Kip Thorne é um físico teórico americano nascido em 1940 em Logan, Utah, que desempenhou um papel central na concretização da astronomia de ondas gravitacionais. Doutorou-se no Instituto de Tecnologia da Califórnia (Caltech), onde lecionou durante mais de 50 anos. Especialista em relatividade geral, liderou a investigação para prever teoricamente a forma de onda das ondas gravitacionais emitidas pela fusão de sistemas binários de buracos negros. Em 1984, cofundou o projeto LIGO (Observatório de Ondas Gravitacionais por Interferometria Laser) juntamente com Rainer Weiss e Ronald Drever. O LIGO é um interferómetro laser em forma de L com 4 km de comprimento que deteta distorções minúsculas do espaço-tempo causadas por ondas gravitacionais — inferiores a um décimo de milésimo do diâmetro de um protão. Em 14 de setembro de 2015, o LIGO detetou pela primeira vez ondas gravitacionais provenientes da fusão de dois buracos negros a 1,3 mil milhões de anos-luz de distância.

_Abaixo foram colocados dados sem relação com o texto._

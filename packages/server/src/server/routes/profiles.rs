//! Admin console: the profile directory.

use axum::extract::{Extension, Path, State};
use axum::Json;
use uuid::Uuid;

use crate::common::auth::{Actor, Capability};
use crate::common::envelope::Envelope;
use crate::common::error::ApiResult;
use crate::domains::profiles::{actions, DeactivateRequest, Profile, ProfilePatch};
use crate::server::app::AppState;
use crate::server::middleware::AuthUser;

use super::require_user;

pub async fn list_handler(
    State(state): State<AppState>,
    user: Option<Extension<AuthUser>>,
) -> ApiResult<Vec<Profile>> {
    let user = require_user(user)?;
    Actor::new(&user.identity).can(Capability::ManageProfiles).check()?;

    let profiles = actions::list(state.data.as_ref()).await?;
    Ok(Json(Envelope::ok("Profiles loaded", profiles)))
}

pub async fn get_handler(
    State(state): State<AppState>,
    user: Option<Extension<AuthUser>>,
    Path(id): Path<Uuid>,
) -> ApiResult<Profile> {
    let user = require_user(user)?;
    Actor::new(&user.identity).can(Capability::ManageProfiles).check()?;

    let profile = actions::get(state.data.as_ref(), id).await?;
    Ok(Json(Envelope::ok("Profile loaded", profile)))
}

pub async fn update_handler(
    State(state): State<AppState>,
    user: Option<Extension<AuthUser>>,
    Path(id): Path<Uuid>,
    Json(patch): Json<ProfilePatch>,
) -> ApiResult<Profile> {
    let user = require_user(user)?;
    Actor::new(&user.identity).can(Capability::ManageProfiles).check()?;

    let profile = actions::update(state.data.as_ref(), id, patch).await?;
    Ok(Json(Envelope::ok("Profile updated", profile)))
}

pub async fn activate_handler(
    State(state): State<AppState>,
    user: Option<Extension<AuthUser>>,
    Path(id): Path<Uuid>,
) -> ApiResult<Profile> {
    let user = require_user(user)?;
    Actor::new(&user.identity).can(Capability::ManageProfiles).check()?;

    let profile = actions::activate(state.data.as_ref(), id).await?;
    Ok(Json(Envelope::ok("Profile activated", profile)))
}

pub async fn deactivate_handler(
    State(state): State<AppState>,
    user: Option<Extension<AuthUser>>,
    Path(id): Path<Uuid>,
    body: Option<Json<DeactivateRequest>>,
) -> ApiResult<Profile> {
    let user = require_user(user)?;
    Actor::new(&user.identity).can(Capability::ManageProfiles).check()?;

    let reason = body.and_then(|Json(req)| req.reason);
    let profile = actions::deactivate(state.data.as_ref(), id, reason).await?;
    Ok(Json(Envelope::ok("Profile deactivated", profile)))
}

pub async fn reset_password_handler(
    State(state): State<AppState>,
    user: Option<Extension<AuthUser>>,
    Path(id): Path<Uuid>,
) -> ApiResult<()> {
    let user = require_user(user)?;
    Actor::new(&user.identity).can(Capability::ManageProfiles).check()?;

    actions::reset_password(
        state.data.as_ref(),
        state.identity.as_ref(),
        state.mailer.as_ref(),
        id,
    )
    .await?;

    Ok(Json(Envelope::message("Password reset email sent")))
}
//! Session resolution and route authorization.
//!
//! `SessionProvider` resolves the cookie session once per mount and exposes
//! the result as a three-state signal; `RequireRole` is the single guard
//! component every protected page composes.

mod context;
mod guard;
mod server_fns;

pub use context::{use_session, SessionContext, SessionProvider, SessionState};
pub use guard::{decide, RenderDecision, RequireRole};
pub use server_fns::{resolve_session, sign_in, sign_out};

#[cfg(feature = "server")]
pub(crate) use server_fns::session_client;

Este feito coroou uma busca de cerca de 100 anos desde que Einstein previu a existência de ondas gravitacionais em 1916, inaugurando o novo campo da astronomia de ondas gravitacionais. Em 2017, partilhou o Prémio Nobel de Física com Weiss e Barry Barish. É também conhecido como consultor científico do filme Interstellar, onde realizou a visualização precisa de um buraco negro (Gargântua).

Descobertas principais

Cofundador do projeto LIGO — concretizando a deteção direta de ondas gravitacionais. Em 2015, deteção inédita de ondas gravitacionais provenientes da fusão de um sistema binário de buracos negros. Prémio Nobel de Física 2017 (partilhado com Weiss e Barish). Previsão teórica da forma de onda das ondas gravitacionais de fusões de buracos negros. Consultor científico do filme Interstellar — visualização precisa de um buraco negro.